Conceito Security by Design ganha corpo nas estratégias de Segurança

O uso de big data e machine learning chegou a mais um segmento de negócios: a análise de concessão de crédito. Entidade responsável pela gestão de crédito de cinco bancos no Brasil (Itaú, Bradesco, Santander, CEF e BB), a Quod usa tecnologias avançadas para fazer o cadastro positivo e auxiliar o setor bancário na análise de pedidos de crédito, de modo a reduzir os juros ao consumidor final.
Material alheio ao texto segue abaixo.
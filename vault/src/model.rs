//! Kubernetes-side object model.
//!
//! These are the operator's custom resources as far as the client cache
//! needs to see them: identity and generation metadata plus the handful of
//! spec fields that determine how a Vault session is built.

use serde::{Deserialize, Serialize};
use std::collections::BTreeMap;
use std::fmt;

/// Name of the auth/connection object used when a reference is empty.
pub const DEFAULT_REF_NAME: &str = "default";

/// Namespaced object identity.
#[derive(Debug, Clone, PartialEq, Eq, Hash, PartialOrd, Ord, Serialize, Deserialize)]
pub struct ObjectKey {
    /// Object namespace
    pub namespace: String,
    /// Object name
    pub name: String,
}

impl ObjectKey {
    /// Create an object key.
    #[must_use]
    pub fn new(namespace: impl Into<String>, name: impl Into<String>) -> Self {
        Self {
            namespace: namespace.into(),
            name: name.into(),
        }
    }

    /// Parse a reference of the form `namespace/name` or `name`.
    ///
    /// Bare names resolve relative to `default_namespace`. Returns `None`
    /// for an empty reference.
    #[must_use]
    pub fn parse_ref(reference: &str, default_namespace: &str) -> Option<Self> {
        let reference = reference.trim();
        if reference.is_empty() {
            return None;
        }
        match reference.split_once('/') {
            Some((ns, name)) if !ns.is_empty() && !name.is_empty() => Some(Self::new(ns, name)),
            Some(_) => None,
            None => Some(Self::new(default_namespace, reference)),
        }
    }
}

impl fmt::Display for ObjectKey {
    fn fmt(&self, f: &mut fmt::Formatter<'_>) -> fmt::Result {
        write!(f, "{}/{}", self.namespace, self.name)
    }
}

/// Object metadata.
#[derive(Debug, Clone, Default, PartialEq, Eq, Serialize, Deserialize)]
#[serde(rename_all = "camelCase")]
pub struct ObjectMeta {
    /// Object name
    pub name: String,
    /// Object namespace
    pub namespace: String,
    /// Server-assigned UID
    #[serde(default)]
    pub uid: String,
    /// Spec generation
    #[serde(default)]
    pub generation: i64,
    /// Labels
    #[serde(default)]
    pub labels: BTreeMap<String, String>,
}

impl ObjectMeta {
    /// Create metadata with a name and namespace.
    #[must_use]
    pub fn new(namespace: impl Into<String>, name: impl Into<String>) -> Self {
        Self {
            name: name.into(),
            namespace: namespace.into(),
            ..Default::default()
        }
    }

    /// Object key for this metadata.
    #[must_use]
    pub fn key(&self) -> ObjectKey {
        ObjectKey::new(&self.namespace, &self.name)
    }
}

/// Supported Vault auth methods.
#[derive(Debug, Clone, Copy, PartialEq, Eq, Hash, Serialize, Deserialize)]
#[serde(rename_all = "camelCase")]
pub enum AuthMethod {
    /// Kubernetes service account JWT
    Kubernetes,
    /// AppRole role ID + secret ID
    AppRole,
    /// Externally issued JWT
    Jwt,
}

impl AuthMethod {
    /// Method name as used in cache keys and records.
    #[must_use]
    pub const fn as_str(&self) -> &'static str {
        match self {
            Self::Kubernetes => "kubernetes",
            Self::AppRole => "appRole",
            Self::Jwt => "jwt",
        }
    }
}

impl fmt::Display for AuthMethod {
    fn fmt(&self, f: &mut fmt::Formatter<'_>) -> fmt::Result {
        f.write_str(self.as_str())
    }
}

/// Kubernetes auth settings.
#[derive(Debug, Clone, Default, PartialEq, Eq, Serialize, Deserialize)]
#[serde(rename_all = "camelCase")]
pub struct KubernetesAuth {
    /// Vault role
    pub role: String,
    /// Service account in the consumer's namespace
    pub service_account: String,
    /// Token audiences
    #[serde(default)]
    pub audiences: Vec<String>,
}

/// AppRole auth settings.
#[derive(Debug, Clone, Default, PartialEq, Eq, Serialize, Deserialize)]
#[serde(rename_all = "camelCase")]
pub struct AppRoleAuth {
    /// AppRole role ID
    pub role_id: String,
    /// Secret holding the secret ID under key `id`
    pub secret_ref: String,
}

/// JWT auth settings.
#[derive(Debug, Clone, Default, PartialEq, Eq, Serialize, Deserialize)]
#[serde(rename_all = "camelCase")]
pub struct JwtAuth {
    /// Vault role
    pub role: String,
    /// Secret holding the token under key `jwt`
    pub secret_ref: String,
}

/// `VaultAuth` spec.
#[derive(Debug, Clone, PartialEq, Eq, Serialize, Deserialize)]
#[serde(rename_all = "camelCase")]
pub struct VaultAuthSpec {
    /// Auth method
    pub method: AuthMethod,
    /// Auth mount path
    pub mount: String,
    /// Connection reference; empty selects the default connection
    #[serde(default)]
    pub vault_connection_ref: String,
    /// Vault enterprise namespace
    #[serde(default)]
    pub namespace: Option<String>,
    /// Kubernetes settings
    #[serde(default)]
    pub kubernetes: Option<KubernetesAuth>,
    /// AppRole settings
    #[serde(default)]
    pub app_role: Option<AppRoleAuth>,
    /// JWT settings
    #[serde(default)]
    pub jwt: Option<JwtAuth>,
    /// `VaultTransit` object used to encrypt persisted sessions
    #[serde(default)]
    pub vault_transit_ref: Option<String>,
}

/// `VaultAuth` custom resource.
#[derive(Debug, Clone, PartialEq, Eq, Serialize, Deserialize)]
pub struct VaultAuth {
    /// Metadata
    pub metadata: ObjectMeta,
    /// Spec
    pub spec: VaultAuthSpec,
}

impl VaultAuth {
    /// Connection referenced by this auth object.
    ///
    /// An empty reference selects `default` in the operator namespace;
    /// bare names resolve in the auth object's own namespace.
    #[must_use]
    pub fn connection_key(&self, operator_namespace: &str) -> ObjectKey {
        ObjectKey::parse_ref(&self.spec.vault_connection_ref, &self.metadata.namespace)
            .unwrap_or_else(|| ObjectKey::new(operator_namespace, DEFAULT_REF_NAME))
    }

    /// Transit reference, if one is configured.
    #[must_use]
    pub fn transit_ref(&self) -> Option<&str> {
        self.spec.vault_transit_ref.as_deref().filter(|r| !r.trim().is_empty())
    }
}

/// `VaultConnection` spec.
#[derive(Debug, Clone, Default, PartialEq, Eq, Serialize, Deserialize)]
#[serde(rename_all = "camelCase")]
pub struct VaultConnectionSpec {
    /// Vault address, e.g. `https://vault.vault.svc:8200`
    pub address: String,
    /// Skip TLS verification
    #[serde(default)]
    pub skip_tls_verify: bool,
    /// Extra request headers
    #[serde(default)]
    pub headers: BTreeMap<String, String>,
}

/// `VaultConnection` custom resource.
#[derive(Debug, Clone, PartialEq, Eq, Serialize, Deserialize)]
pub struct VaultConnection {
    /// Metadata
    pub metadata: ObjectMeta,
    /// Spec
    pub spec: VaultConnectionSpec,
}

/// `VaultTransit` spec.
#[derive(Debug, Clone, Default, PartialEq, Eq, Serialize, Deserialize)]
#[serde(rename_all = "camelCase")]
pub struct VaultTransitSpec {
    /// Transit secrets engine mount
    pub mount: String,
    /// Transit key name
    pub key: String,
    /// Auth used to talk to the transit engine
    #[serde(default)]
    pub vault_auth_ref: String,
}

/// `VaultTransit` custom resource.
#[derive(Debug, Clone, PartialEq, Eq, Serialize, Deserialize)]
pub struct VaultTransit {
    /// Metadata
    pub metadata: ObjectMeta,
    /// Spec
    pub spec: VaultTransitSpec,
}

/// `VaultClientCache` spec.
#[derive(Debug, Clone, Default, PartialEq, Eq, Serialize, Deserialize)]
#[serde(rename_all = "camelCase")]
pub struct VaultClientCacheSpec {
    pub cache_key: String,
    pub vault_auth_name: String,
    pub vault_auth_namespace: String,
    pub vault_auth_method: String,
    #[serde(rename = "vaultAuthUID")]
    pub vault_auth_uid: String,
    pub vault_auth_generation: i64,
    #[serde(rename = "vaultConnectionUID")]
    pub vault_connection_uid: String,
    pub vault_connection_generation: i64,
    #[serde(rename = "credentialProviderUID")]
    pub credential_provider_uid: String,
    #[serde(default)]
    pub vault_transit_ref: Option<String>,
    /// Namespace the credential provider was resolved in
    pub target_namespace: String,
}

/// `VaultClientCache` status.
#[derive(Debug, Clone, Default, PartialEq, Eq, Serialize, Deserialize)]
#[serde(rename_all = "camelCase")]
pub struct VaultClientCacheStatus {
    /// Companion secret holding the serialized session
    #[serde(default)]
    pub cache_secret_ref: String,
}

/// `VaultClientCache` custom resource: the persisted cache record.
#[derive(Debug, Clone, PartialEq, Eq, Serialize, Deserialize)]
pub struct VaultClientCache {
    /// Metadata
    pub metadata: ObjectMeta,
    /// Spec
    pub spec: VaultClientCacheSpec,
    /// Status
    #[serde(default)]
    pub status: VaultClientCacheStatus,
}

impl VaultClientCache {
    /// Target needed to rebuild a client for this record.
    #[must_use]
    pub fn client_target(&self) -> ClientTarget {
        ClientTarget {
            auth: ObjectKey::new(&self.spec.vault_auth_namespace, &self.spec.vault_auth_name),
            target_namespace: self.spec.target_namespace.clone(),
        }
    }
}

/// Kubernetes `Secret`.
#[derive(Debug, Clone, Default, PartialEq, Eq, Serialize, Deserialize)]
pub struct Secret {
    /// Metadata
    pub metadata: ObjectMeta,
    /// Raw data
    #[serde(default)]
    pub data: BTreeMap<String, Vec<u8>>,
}

impl Secret {
    /// Create an empty secret.
    #[must_use]
    pub fn new(namespace: impl Into<String>, name: impl Into<String>) -> Self {
        Self {
            metadata: ObjectMeta::new(namespace, name),
            data: BTreeMap::new(),
        }
    }

    /// Add a data field.
    #[must_use]
    pub fn with_data(mut self, key: impl Into<String>, value: impl Into<Vec<u8>>) -> Self {
        self.data.insert(key.into(), value.into());
        self
    }
}

/// Kubernetes `ServiceAccount`, metadata only.
#[derive(Debug, Clone, Default, PartialEq, Eq, Serialize, Deserialize)]
pub struct ServiceAccount {
    /// Metadata
    pub metadata: ObjectMeta,
}

/// What a client factory needs to build a client.
#[derive(Debug, Clone, PartialEq, Eq, Hash)]
pub struct ClientTarget {
    /// `VaultAuth` object
    pub auth: ObjectKey,
    /// Namespace in which the credential provider is resolved
    pub target_namespace: String,
}

/// An object that needs a Vault client.
pub trait VaultConsumer: Send + Sync {
    /// Identity of the consumer.
    fn object_key(&self) -> ObjectKey;

    /// `VaultAuth` reference; empty selects the default auth.
    fn vault_auth_ref(&self) -> &str;

    /// Client target for this consumer.
    fn client_target(&self, operator_namespace: &str) -> ClientTarget {
        let key = self.object_key();
        let auth = ObjectKey::parse_ref(self.vault_auth_ref(), &key.namespace)
            .unwrap_or_else(|| ObjectKey::new(operator_namespace, DEFAULT_REF_NAME));
        ClientTarget {
            auth,
            target_namespace: key.namespace,
        }
    }
}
Antônio Carlos Pina, CTO da Quod, participou do Security Leaders Sudeste em uma palestra inspiradora. O evento acontece nessa semana no formato online e reúne especialistas em segurança da informação e executivos de diversos segmentos.

Antônio Carlos comentou como a implantação do cadastro positivo mudou o sistema de avaliação de crédito. O chefe de tecnologia da empresa destacou também que os sistemas de avaliação já nasceram com a visão de segurança da informação embutida nos sistemas.

Um outro exemplo de análise é o Quod Autêntica, capaz de calcular um score que mostra a probabilidade das informações cadastrais serem verdadeiras. Com isso, é possível checar, por exemplo, se o solicitante de um novo cartão de crédito reside, de fato, no endereço onde ele deseja receber o cartão, minimizando os riscos de fraude. “É um serviço que protege tanto o consumidor, quanto os bancos e as empresas”, afirma Pina.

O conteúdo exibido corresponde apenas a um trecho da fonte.